The connection was going to be tight anyway, and then my first flight was 35 minutes late to depart — and I was sitting toward the back of the plane. I was connecting at O’Hare so I hustled from the H gates to the L gates fast as I could. When I got to the gate and said I didn’t have a boarding pass, the airline employee said, “It’s our IT department.” He told me how IT has some explanation about how the mobile boarding passes aren’t intended for connecting flights for security reasons. But I don’t recall any message during the online check-in saying I had to get my second boarding pass at the airport. Then he said it’s because they inherited the IT department from the other airline they had merged with.
As a healthcare customer, I’ve often heard registration clerks and other front-line workers blame “the system” for being slow or not working the way they’d expect it to. Another “it’s IT’s fault” explanation. But given I usually received my care at the provider organization where I was the CIO, what I heard was it’s my team’s fault.
After doing an IT review at a client where we talked with probably 60 leaders and staff, I saw how the “it’s IT’s fault” takes on many flavors. A sobering reminder of just how hard IT’s job really is, and how much IT needs to listen to their customers and partner with them.

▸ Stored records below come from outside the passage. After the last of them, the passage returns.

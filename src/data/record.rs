//! School Record Module
//! Typed per-source rows and the joined per-school record.

use crate::data::code::SchoolCode;
use crate::data::loader::{RawRow, RawTable};
use crate::data::schema::{Field, SourceKind};
use serde::Serialize;

/// Personnel figures for one school (full-time equivalents).
#[derive(Debug, Clone, Default, PartialEq)]
pub struct PersonnelRow {
    pub name: Option<String>,
    pub commune: Option<String>,
    pub year: Option<String>,
    pub teaching: Option<f64>,
    pub life: Option<f64>,
    pub admin: Option<f64>,
    /// A staff category column present in the file is blank on this row.
    pub blank_category: bool,
}

/// Enrollment figures for one school and one school year.
#[derive(Debug, Clone, Default, PartialEq)]
pub struct EnrollmentRow {
    pub name: Option<String>,
    pub commune: Option<String>,
    pub year: Option<String>,
    pub students: Option<u32>,
    /// 6e, 5e, 4e, 3e.
    pub levels: [Option<u32>; 4],
    pub segpa: Option<u32>,
    pub ulis: Option<u32>,
}

/// Social-position index for one school and one school year.
#[derive(Debug, Clone, Default, PartialEq)]
pub struct IpsRow {
    pub name: Option<String>,
    pub commune: Option<String>,
    pub year: Option<String>,
    pub ips: Option<f64>,
}

impl PersonnelRow {
    pub fn from_raw(table: &RawTable, row: &RawRow) -> Self {
        let teaching = number(table, row, Field::TeachingStaff);
        let life = number(table, row, Field::LifeStaff);
        let admin = number(table, row, Field::AdminStaff);
        let blank_category = [
            (Field::TeachingStaff, teaching),
            (Field::LifeStaff, life),
            (Field::AdminStaff, admin),
        ]
        .iter()
        .any(|(field, value)| table.column_map.has(*field) && value.is_none());

        Self {
            name: text(table, row, Field::Name),
            commune: text(table, row, Field::Commune),
            year: text(table, row, Field::Year),
            teaching,
            life,
            admin,
            blank_category,
        }
    }
}

impl EnrollmentRow {
    pub fn from_raw(table: &RawTable, row: &RawRow) -> Self {
        Self {
            name: text(table, row, Field::Name),
            commune: text(table, row, Field::Commune),
            year: text(table, row, Field::Year),
            students: count(table, row, Field::Students),
            levels: [
                count(table, row, Field::Level6),
                count(table, row, Field::Level5),
                count(table, row, Field::Level4),
                count(table, row, Field::Level3),
            ],
            segpa: count(table, row, Field::Segpa),
            ulis: count(table, row, Field::Ulis),
        }
    }
}

impl IpsRow {
    pub fn from_raw(table: &RawTable, row: &RawRow) -> Self {
        Self {
            name: text(table, row, Field::Name),
            commune: text(table, row, Field::Commune),
            year: text(table, row, Field::Year),
            ips: number(table, row, Field::Ips),
        }
    }
}

fn text(table: &RawTable, row: &RawRow, field: Field) -> Option<String> {
    table.field(row, field).map(str::to_string)
}

fn number(table: &RawTable, row: &RawRow, field: Field) -> Option<f64> {
    table.field(row, field).and_then(parse_number)
}

fn count(table: &RawTable, row: &RawRow, field: Field) -> Option<u32> {
    table.field(row, field).and_then(parse_count)
}

/// Parse a published number: decimal comma or point, spaces as thousands separators.
pub fn parse_number(raw: &str) -> Option<f64> {
    let cleaned: String = raw
        .chars()
        .filter(|c| !c.is_whitespace())
        .map(|c| if c == ',' { '.' } else { c })
        .collect();
    cleaned.parse::<f64>().ok().filter(|v| v.is_finite())
}

/// Parse a non-negative whole count (`"12"`, `"12,0"`, `"1 204"`).
pub fn parse_count(raw: &str) -> Option<u32> {
    parse_number(raw)
        .filter(|v| *v >= 0.0 && v.fract() == 0.0 && *v <= u32::MAX as f64)
        .map(|v| v as u32)
}

/// Title-case an all-caps administrative label (`"COLLEGE JULES VERNE"`).
pub fn title_case(raw: &str) -> String {
    let mut out = String::with_capacity(raw.len());
    let mut capitalize = true;
    for c in raw.trim().chars() {
        if c.is_alphabetic() {
            if capitalize {
                out.extend(c.to_uppercase());
            } else {
                out.extend(c.to_lowercase());
            }
            capitalize = false;
        } else {
            out.push(c);
            capitalize = true;
        }
    }
    out
}

/// One school after the join. Absent source values stay `None`.
#[derive(Debug, Clone, PartialEq, Serialize)]
pub struct SchoolRecord {
    pub code: SchoolCode,
    pub name: Option<String>,
    pub commune: Option<String>,
    pub sources: Vec<SourceKind>,

    pub teaching_staff: Option<f64>,
    pub life_staff: Option<f64>,
    pub admin_staff: Option<f64>,
    pub total_personnel: Option<f64>,
    pub personnel_year: Option<String>,

    pub students: Option<u32>,
    pub level_6e: Option<u32>,
    pub level_5e: Option<u32>,
    pub level_4e: Option<u32>,
    pub level_3e: Option<u32>,
    pub segpa: Option<u32>,
    pub ulis: Option<u32>,
    pub enrollment_year: Option<String>,

    pub ips: Option<f64>,
    pub ips_year: Option<String>,

    pub student_staff_ratio: Option<f64>,
    pub students_per_life_staff: Option<f64>,
    pub special_cohort_share: Option<f64>,
}

impl SchoolRecord {
    /// Assemble a record from whichever sources know the school.
    pub fn assemble(
        code: SchoolCode,
        personnel: Option<&PersonnelRow>,
        enrollment: Option<&EnrollmentRow>,
        ips: Option<&IpsRow>,
    ) -> Self {
        let mut sources = Vec::with_capacity(3);
        if personnel.is_some() {
            sources.push(SourceKind::Personnel);
        }
        if enrollment.is_some() {
            sources.push(SourceKind::Enrollment);
        }
        if ips.is_some() {
            sources.push(SourceKind::Ips);
        }

        let name = personnel
            .and_then(|p| p.name.as_deref())
            .or_else(|| ips.and_then(|i| i.name.as_deref()))
            .or_else(|| enrollment.and_then(|e| e.name.as_deref()))
            .map(title_case);
        let commune = enrollment
            .and_then(|e| e.commune.as_deref())
            .or_else(|| ips.and_then(|i| i.commune.as_deref()))
            .or_else(|| personnel.and_then(|p| p.commune.as_deref()))
            .map(title_case);

        let teaching_staff = personnel.and_then(|p| p.teaching);
        let life_staff = personnel.and_then(|p| p.life);
        let admin_staff = personnel.and_then(|p| p.admin);
        // A blank category would understate the total, so it leaves it missing.
        let total_personnel = personnel
            .filter(|p| !p.blank_category)
            .and_then(|_| sum_present(&[teaching_staff, life_staff, admin_staff]));

        let students = enrollment.and_then(|e| e.students);
        let levels = enrollment.map(|e| e.levels).unwrap_or_default();
        let segpa = enrollment.and_then(|e| e.segpa);
        let ulis = enrollment.and_then(|e| e.ulis);
        let cohorts = segpa.zip(ulis).map(|(s, u)| f64::from(s) + f64::from(u));

        let students_f = students.map(f64::from);

        Self {
            code,
            name,
            commune,
            sources,
            teaching_staff,
            life_staff,
            admin_staff,
            total_personnel,
            personnel_year: personnel.and_then(|p| p.year.clone()),
            students,
            level_6e: levels[0],
            level_5e: levels[1],
            level_4e: levels[2],
            level_3e: levels[3],
            segpa,
            ulis,
            enrollment_year: enrollment.and_then(|e| e.year.clone()),
            ips: ips.and_then(|i| i.ips),
            ips_year: ips.and_then(|i| i.year.clone()),
            student_staff_ratio: ratio(students_f, total_personnel),
            students_per_life_staff: ratio(students_f, life_staff),
            special_cohort_share: ratio(cohorts, students_f),
        }
    }

    pub fn has_source(&self, kind: SourceKind) -> bool {
        self.sources.contains(&kind)
    }

    pub fn has_segpa(&self) -> bool {
        self.segpa.is_some_and(|n| n > 0)
    }

    pub fn has_ulis(&self) -> bool {
        self.ulis.is_some_and(|n| n > 0)
    }
}

/// Sum of the values that are present; `None` when all are missing.
fn sum_present(values: &[Option<f64>]) -> Option<f64> {
    values
        .iter()
        .flatten()
        .fold(None, |acc, v| Some(acc.unwrap_or(0.0) + v))
}

/// `num / den`, undefined when either side is missing or `den` is not positive.
pub fn ratio(num: Option<f64>, den: Option<f64>) -> Option<f64> {
    match (num, den) {
        (Some(n), Some(d)) if d > 0.0 => Some(n / d),
        _ => None,
    }
}

#[cfg(test)]
mod tests {
    use super::*;

    fn code() -> SchoolCode {
        SchoolCode::normalize("0440001A").unwrap()
    }

    #[test]
    fn parses_french_numbers() {
        assert_eq!(parse_number("12,5"), Some(12.5));
        assert_eq!(parse_number("1 204"), Some(1204.0));
        assert_eq!(parse_number("1\u{202f}204,25"), Some(1204.25));
        assert_eq!(parse_number("n.d."), None);
        assert_eq!(parse_number("NaN"), None);
        assert_eq!(parse_count("640"), Some(640));
        assert_eq!(parse_count("12,0"), Some(12));
        assert_eq!(parse_count("-3"), None);
        assert_eq!(parse_count("2.5"), None);
    }

    #[test]
    fn title_cases_like_published_labels() {
        assert_eq!(title_case("COLLEGE JULES VERNE"), "College Jules Verne");
        assert_eq!(title_case("SAINT-HERBLAIN"), "Saint-Herblain");
        assert_eq!(title_case("collège d'anjou"), "Collège D'Anjou");
    }

    #[test]
    fn enrollment_only_school_keeps_missing_markers() {
        let enrollment = EnrollmentRow {
            students: Some(500),
            ..Default::default()
        };
        let record = SchoolRecord::assemble(code(), None, Some(&enrollment), None);
        assert_eq!(record.sources, vec![SourceKind::Enrollment]);
        assert_eq!(record.teaching_staff, None);
        assert_eq!(record.life_staff, None);
        assert_eq!(record.total_personnel, None);
        assert_eq!(record.ips, None);
        assert_eq!(record.student_staff_ratio, None);
        assert_eq!(record.special_cohort_share, None);
    }

    #[test]
    fn zero_personnel_never_divides() {
        let personnel = PersonnelRow {
            teaching: Some(0.0),
            life: Some(0.0),
            admin: Some(0.0),
            ..Default::default()
        };
        let enrollment = EnrollmentRow {
            students: Some(300),
            ..Default::default()
        };
        let record = SchoolRecord::assemble(code(), Some(&personnel), Some(&enrollment), None);
        assert_eq!(record.total_personnel, Some(0.0));
        assert_eq!(record.student_staff_ratio, None);
        assert_eq!(record.students_per_life_staff, None);
    }

    #[test]
    fn derives_ratio_and_cohort_share() {
        let personnel = PersonnelRow {
            teaching: Some(30.0),
            life: Some(5.0),
            admin: Some(5.0),
            ..Default::default()
        };
        let enrollment = EnrollmentRow {
            students: Some(600),
            segpa: Some(48),
            ulis: Some(0),
            ..Default::default()
        };
        let record = SchoolRecord::assemble(code(), Some(&personnel), Some(&enrollment), None);
        assert_eq!(record.total_personnel, Some(40.0));
        assert_eq!(record.student_staff_ratio, Some(15.0));
        assert_eq!(record.students_per_life_staff, Some(120.0));
        assert_eq!(record.special_cohort_share, Some(0.08));
        assert!(record.has_segpa());
        assert!(!record.has_ulis());
    }

    #[test]
    fn blank_cohort_count_is_not_zero() {
        let enrollment = EnrollmentRow {
            students: Some(600),
            segpa: Some(48),
            ulis: None,
            ..Default::default()
        };
        let record = SchoolRecord::assemble(code(), None, Some(&enrollment), None);
        assert_eq!(record.segpa, Some(48));
        assert_eq!(record.ulis, None);
        assert_eq!(record.special_cohort_share, None);
    }

    #[test]
    fn cohort_share_needs_students() {
        let enrollment = EnrollmentRow {
            students: Some(0),
            segpa: Some(3),
            ulis: Some(0),
            ..Default::default()
        };
        let record = SchoolRecord::assemble(code(), None, Some(&enrollment), None);
        assert_eq!(record.special_cohort_share, None);
    }

    #[test]
    fn blank_staff_category_leaves_total_missing() {
        let personnel = PersonnelRow {
            teaching: Some(30.0),
            life: None,
            admin: Some(5.0),
            blank_category: true,
            ..Default::default()
        };
        let enrollment = EnrollmentRow {
            students: Some(600),
            ..Default::default()
        };
        let record = SchoolRecord::assemble(code(), Some(&personnel), Some(&enrollment), None);
        assert_eq!(record.teaching_staff, Some(30.0));
        assert_eq!(record.total_personnel, None);
        assert_eq!(record.student_staff_ratio, None);
    }

    #[test]
    fn name_prefers_personnel_then_ips() {
        let ips = IpsRow {
            name: Some("COLLEGE A".into()),
            commune: Some("NANTES".into()),
            ips: Some(101.0),
            ..Default::default()
        };
        let record = SchoolRecord::assemble(code(), None, None, Some(&ips));
        assert_eq!(record.name.as_deref(), Some("College A"));
        assert_eq!(record.commune.as_deref(), Some("Nantes"));
    }
}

We take technology for granted every day. We are dependent on it in all aspects of our lives. When it doesn’t work or doesn’t work the way we expect it to, we blame IT.
It is critical that IT teams work closely with their business partners, and together, solicit input and feedback from frontline workers. It’s also critical that frontline workers find a way to give their input and feedback. The design and build phase for new systems, as well as ongoing optimization and enhancements once a system or application is in use, present the perfect opportunity to incorporate this input.
Back to the airline story. I did try to be a self-sufficient customer and log in to the airline’s mobile app while I waited patiently but anxiously to deplane from the first flight. I figured I’d get another mobile boarding pass at the last minute. But instead I got a system error saying, “Try back later.” That told me possibly something bigger was going on with their system.